Nocturnal Emissions (2017)


Lordy - 'tis good to have brand new Emissions vinyl through the mail in 2017, even a brand new vinyl assemblage of material recorded more than a quarter of a century ago. This would be greatest hits but for the relative obscurity of the material, and that everything here was specifically generated back in the eighties, so nothing from Mouth of Babes, Collateral Salvage or the reggae album.

Regarding the Emissions, one quote which has always stayed with me is the description of Caroline K as a sort of female John Cooper Clarke, which I recall having read way, way back, possibly even before I'd even heard the band, although somehow not in the 1981 issue of Neumusik wherein it first appeared. The screwy thing is that, as I see from the insert which comes with this vinyl double, the review was written by Andrew Cox, whom I first met in 1990 and knew for a number of years prior to his somewhat tragic demise in 2009, and who was my best pal for a long time, roughly speaking; and yet I never realised it was himself who wrote that description until now. I'm not even sure what to conclude from the revelation, except that it's possibly indicative of how important the music of this band has been to me over the years; if you want to call it music, because you don't have to and it probably doesn't matter either way.

I always thought the John Cooper Clarke comparison was a bit silly, personally, but never mind. I assume Andrew was referring to When Were You Last in Control of Your Dreams and Aspirations?, the first track on both this and Tissue of Lies from which it is taken, and upon which Caroline intones a blandly officious list of contacts, to the secretary of the British charity commission and so on. Tortured instrument noises noodle away and underneath it all is a rhythm which sounds like a ticker tape machine doing the hucklebuck. It's a peculiar track not because of the noise or juxtaposition of contrasting elements, or because it sounds like it doesn't realise anyone would be listening to it as music, but because it isn't even trying to be art from what I can tell, at least not art by the usual terms. As with much of what Nigel Ayers has done over the years, even those tracks which sound like pop records, there's still that suggestion of channelling, or of something which simply resembles art or music from where the rest of us are stood. I don't know if there's been a concerted effort to avoid the more mannered, affected renderings of those working in roughly the same field, but sometimes it feels like it. The music of Nocturnal Emissions often seems to represent an attempt to get at the unalloyed essence of its subject, whether that subject be social, political, or psychogeographical. There's no showbiz here, no angle, no sales pitch, no pandering to an audience, no attempt made to sell your own anger back to you.

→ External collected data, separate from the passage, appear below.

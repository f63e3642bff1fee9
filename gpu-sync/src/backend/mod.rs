//! Device context abstraction.
//!
//! Everything in this crate talks to the GPU through [`GpuContext`], an
//! object-safe trait shared as `Arc<dyn GpuContext>`. Device objects cross the
//! seam as opaque `u64` handles so the resource logic stays backend neutral.
//!
//! Available contexts:
//! - [`dummy::DummyContext`] - Software device that executes recorded commands
//!   on the CPU (requires `dummy` feature)
//! - [`vulkan::VulkanContext`] - Vulkan via ash and gpu-allocator (requires
//!   `vulkan-backend` feature)
//!
//! Device and queue selection happen outside this crate: a Vulkan context is
//! built from an already created instance, device and queue.

#[cfg(feature = "dummy")]
pub mod dummy;

#[cfg(feature = "vulkan-backend")]
pub mod vulkan;

use std::ops::Range;
use std::time::Duration;

use crate::barriers::BarrierBatch;
use crate::error::GraphicsResult;
use crate::swapchain::PresentMode;
use crate::types::{
    BufferUsage, Extent3d, ImageDescriptor, PipelineStages, ResidencyPattern, TextureFormat,
};

macro_rules! raw_handle {
    ($(#[$meta:meta])* $name:ident) => {
        $(#[$meta])*
        #[derive(Debug, Clone, Copy, PartialEq, Eq, Hash, PartialOrd, Ord)]
        pub struct $name(u64);

        impl $name {
            /// Wrap a raw backend handle.
            pub fn from_raw(raw: u64) -> Self {
                Self(raw)
            }

            /// The raw backend handle.
            pub fn raw(self) -> u64 {
                self.0
            }
        }
    };
}

raw_handle!(
    /// Backend buffer object.
    RawBuffer
);
raw_handle!(
    /// Backend image object.
    RawImage
);
raw_handle!(
    /// Backend command buffer.
    RawCommandBuffer
);
raw_handle!(
    /// Backend semaphore, binary or timeline.
    RawSemaphore
);
raw_handle!(
    /// Backend fence.
    RawFence
);
raw_handle!(
    /// Backend swapchain.
    RawSwapchain
);
raw_handle!(
    /// Native presentation surface, created by the windowing layer.
    RawSurface
);

/// Parameters for a raw buffer allocation.
#[derive(Debug, Clone, Copy)]
pub struct RawBufferDescriptor<'a> {
    /// Debug label.
    pub label: Option<&'a str>,
    /// Size in bytes.
    pub size: u64,
    /// Usage flags.
    pub usage: BufferUsage,
    /// Where the memory lives.
    pub pattern: ResidencyPattern,
}

/// Region of a buffer-to-buffer copy.
#[derive(Debug, Clone, Copy, PartialEq, Eq)]
pub struct BufferCopy {
    /// Byte offset in the source buffer.
    pub src_offset: u64,
    /// Byte offset in the destination buffer.
    pub dst_offset: u64,
    /// Number of bytes.
    pub size: u64,
}

/// Region of a copy between a buffer and one mip level of an image.
///
/// Buffer data is tightly packed, one layer after another.
#[derive(Debug, Clone, PartialEq, Eq)]
pub struct BufferImageCopy {
    /// Byte offset of the first texel in the buffer.
    pub buffer_offset: u64,
    /// Mip level copied.
    pub mip_level: u32,
    /// Array layers copied.
    pub layers: Range<u32>,
    /// Extent of the mip level.
    pub extent: Extent3d,
}

/// Result of a bounded timeline wait.
#[derive(Debug, Clone, Copy, PartialEq, Eq)]
pub enum WaitStatus {
    /// The timeline reached the requested value.
    Reached,
    /// The timeout elapsed first.
    TimedOut,
}

/// A semaphore the queue waits on before executing a submission.
#[derive(Debug, Clone, Copy, PartialEq, Eq)]
pub struct SemaphoreWait {
    /// Semaphore to wait on.
    pub semaphore: RawSemaphore,
    /// Timeline value, or `None` for a binary semaphore.
    pub value: Option<u64>,
    /// Stages blocked until the wait completes.
    pub stages: PipelineStages,
}

/// A semaphore the queue signals when a submission completes.
#[derive(Debug, Clone, Copy, PartialEq, Eq)]
pub struct SemaphoreSignal {
    /// Semaphore to signal.
    pub semaphore: RawSemaphore,
    /// Timeline value, or `None` for a binary semaphore.
    pub value: Option<u64>,
}

/// One queue submission.
#[derive(Debug, Clone, Copy)]
pub struct QueueSubmission<'a> {
    /// Command buffers, executed in order.
    pub command_buffers: &'a [RawCommandBuffer],
    /// Semaphores waited on before execution.
    pub waits: &'a [SemaphoreWait],
    /// Semaphores signaled after execution.
    pub signals: &'a [SemaphoreSignal],
    /// Fence signaled after execution.
    pub fence: Option<RawFence>,
}

/// What a surface currently supports.
#[derive(Debug, Clone, PartialEq, Eq)]
pub struct SurfaceCapabilities {
    /// Minimum number of swapchain images.
    pub min_image_count: u32,
    /// Maximum number of swapchain images, 0 meaning unbounded.
    pub max_image_count: u32,
    /// Extent the surface demands, or `None` if the swapchain decides.
    pub current_extent: Option<Extent3d>,
    /// Smallest allowed extent.
    pub min_extent: Extent3d,
    /// Largest allowed extent.
    pub max_extent: Extent3d,
    /// Supported image formats, most preferred first.
    pub formats: Vec<TextureFormat>,
    /// Supported present modes.
    pub present_modes: Vec<PresentMode>,
}

/// Parameters for creating a swapchain.
#[derive(Debug, Clone, PartialEq, Eq)]
pub struct SwapchainDescriptor {
    /// Target surface.
    pub surface: RawSurface,
    /// Image format.
    pub format: TextureFormat,
    /// Present mode.
    pub present_mode: PresentMode,
    /// Image extent.
    pub extent: Extent3d,
    /// Requested image count.
    pub image_count: u32,
    /// Swapchain being replaced. It stays alive until its caller destroys it.
    pub old_swapchain: Option<RawSwapchain>,
}

/// A created swapchain and the images it owns.
#[derive(Debug, Clone, PartialEq, Eq)]
pub struct SwapchainImages {
    /// The swapchain.
    pub swapchain: RawSwapchain,
    /// Images owned by the swapchain, in index order.
    pub images: Vec<RawImage>,
}

/// Result of acquiring a swapchain image.
#[derive(Debug, Clone, Copy, PartialEq, Eq)]
pub enum AcquireOutcome {
    /// An image was acquired.
    Acquired {
        /// Index of the acquired image.
        index: u32,
        /// The swapchain still works but no longer matches the surface exactly.
        suboptimal: bool,
    },
    /// The swapchain must be recreated before anything can be acquired.
    OutOfDate,
}

/// Result of presenting a swapchain image.
#[derive(Debug, Clone, Copy, PartialEq, Eq)]
pub enum PresentOutcome {
    /// Presented normally.
    Presented,
    /// Presented, but the swapchain should be recreated.
    Suboptimal,
    /// Not presented; the swapchain must be recreated.
    OutOfDate,
}

/// A present request.
#[derive(Debug, Clone, Copy, PartialEq, Eq)]
pub struct PresentRequest {
    /// Swapchain to present to.
    pub swapchain: RawSwapchain,
    /// Image index returned by acquire.
    pub image_index: u32,
    /// Binary semaphore signaled when rendering into the image finished.
    pub wait: RawSemaphore,
    /// Fence signaled once the presentation engine no longer uses any
    /// resource referenced by this present.
    pub fence: RawFence,
}

/// Raw memory, command and queue primitives of one device queue.
///
/// Destroy calls on unknown handles are ignored. Command recording calls take
/// `&self`; a command buffer is only ever recorded from one thread at a time.
pub trait GpuContext: Send + Sync + 'static {
    /// Get the context name.
    fn name(&self) -> &'static str;

    // Buffers
    fn create_buffer(&self, descriptor: &RawBufferDescriptor<'_>) -> GraphicsResult<RawBuffer>;
    fn destroy_buffer(&self, buffer: RawBuffer);
    /// Write through the host mapping of a mappable buffer.
    fn write_mapped(&self, buffer: RawBuffer, offset: u64, data: &[u8]) -> GraphicsResult<()>;
    /// Read through the host mapping of a mappable buffer.
    fn read_mapped(&self, buffer: RawBuffer, offset: u64, size: u64) -> GraphicsResult<Vec<u8>>;
    /// Make host writes in `[offset, offset + size)` visible to the device.
    fn flush_mapped(&self, buffer: RawBuffer, offset: u64, size: u64) -> GraphicsResult<()>;
    /// Device address, if the buffer was created with `DEVICE_ADDRESS` usage.
    fn buffer_device_address(&self, buffer: RawBuffer) -> Option<u64>;

    // Images
    fn create_image(&self, descriptor: &ImageDescriptor) -> GraphicsResult<RawImage>;
    fn destroy_image(&self, image: RawImage);

    // Command buffers
    fn allocate_command_buffer(&self) -> GraphicsResult<RawCommandBuffer>;
    fn free_command_buffer(&self, command_buffer: RawCommandBuffer);
    /// Reset the command buffer and start recording.
    fn begin_command_buffer(&self, command_buffer: RawCommandBuffer) -> GraphicsResult<()>;
    fn end_command_buffer(&self, command_buffer: RawCommandBuffer) -> GraphicsResult<()>;
    fn cmd_copy_buffer(
        &self,
        command_buffer: RawCommandBuffer,
        src: RawBuffer,
        dst: RawBuffer,
        regions: &[BufferCopy],
    );
    fn cmd_copy_buffer_to_image(
        &self,
        command_buffer: RawCommandBuffer,
        src: RawBuffer,
        dst: RawImage,
        region: &BufferImageCopy,
    );
    fn cmd_copy_image_to_buffer(
        &self,
        command_buffer: RawCommandBuffer,
        src: RawImage,
        dst: RawBuffer,
        region: &BufferImageCopy,
    );
    fn cmd_pipeline_barrier(&self, command_buffer: RawCommandBuffer, batch: &BarrierBatch);

    // Timelines
    fn create_timeline_semaphore(&self, initial_value: u64) -> GraphicsResult<RawSemaphore>;
    /// Last value the GPU has signaled.
    fn timeline_value(&self, semaphore: RawSemaphore) -> GraphicsResult<u64>;
    /// Block until the timeline reaches `value`.
    ///
    /// Fails with [`GraphicsError::DeviceLost`](crate::GraphicsError::DeviceLost)
    /// when the value can never be reached.
    fn wait_timeline(
        &self,
        semaphore: RawSemaphore,
        value: u64,
        timeout: Option<Duration>,
    ) -> GraphicsResult<WaitStatus>;

    // Binary semaphores and fences
    fn create_semaphore(&self) -> GraphicsResult<RawSemaphore>;
    fn destroy_semaphore(&self, semaphore: RawSemaphore);
    fn create_fence(&self, signaled: bool) -> GraphicsResult<RawFence>;
    fn fence_signaled(&self, fence: RawFence) -> GraphicsResult<bool>;
    fn reset_fence(&self, fence: RawFence) -> GraphicsResult<()>;
    fn destroy_fence(&self, fence: RawFence);

    // Queue
    fn submit(&self, submission: &QueueSubmission<'_>) -> GraphicsResult<()>;
    /// Block until every submission made so far has completed.
    fn wait_idle(&self) -> GraphicsResult<()>;

    // Presentation
    fn surface_capabilities(&self, surface: RawSurface) -> GraphicsResult<SurfaceCapabilities>;
    /// Destroy a surface. Its swapchains must already be destroyed.
    fn destroy_surface(&self, surface: RawSurface);
    fn create_swapchain(&self, descriptor: &SwapchainDescriptor)
    -> GraphicsResult<SwapchainImages>;
    fn destroy_swapchain(&self, swapchain: RawSwapchain);
    /// Acquire the next image, signaling `signal` when it is ready for rendering.
    fn acquire_next_image(
        &self,
        swapchain: RawSwapchain,
        signal: RawSemaphore,
    ) -> GraphicsResult<AcquireOutcome>;
    fn present(&self, request: &PresentRequest) -> GraphicsResult<PresentOutcome>;
}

The big surprise with this collection is how well it all hangs together, how consistent it all sounds with the same basic sensibility underpinning the noise, the dance music, and even the prospective whale song. It's all coming from the same place, which wasn't so obvious when these tracks were limited to separate discs, and there's a truly generous spirit to this music, a joyful dissident noise which will have you punching the air even when the thing coming from the speakers sounds like a truck reversing over a photocopier.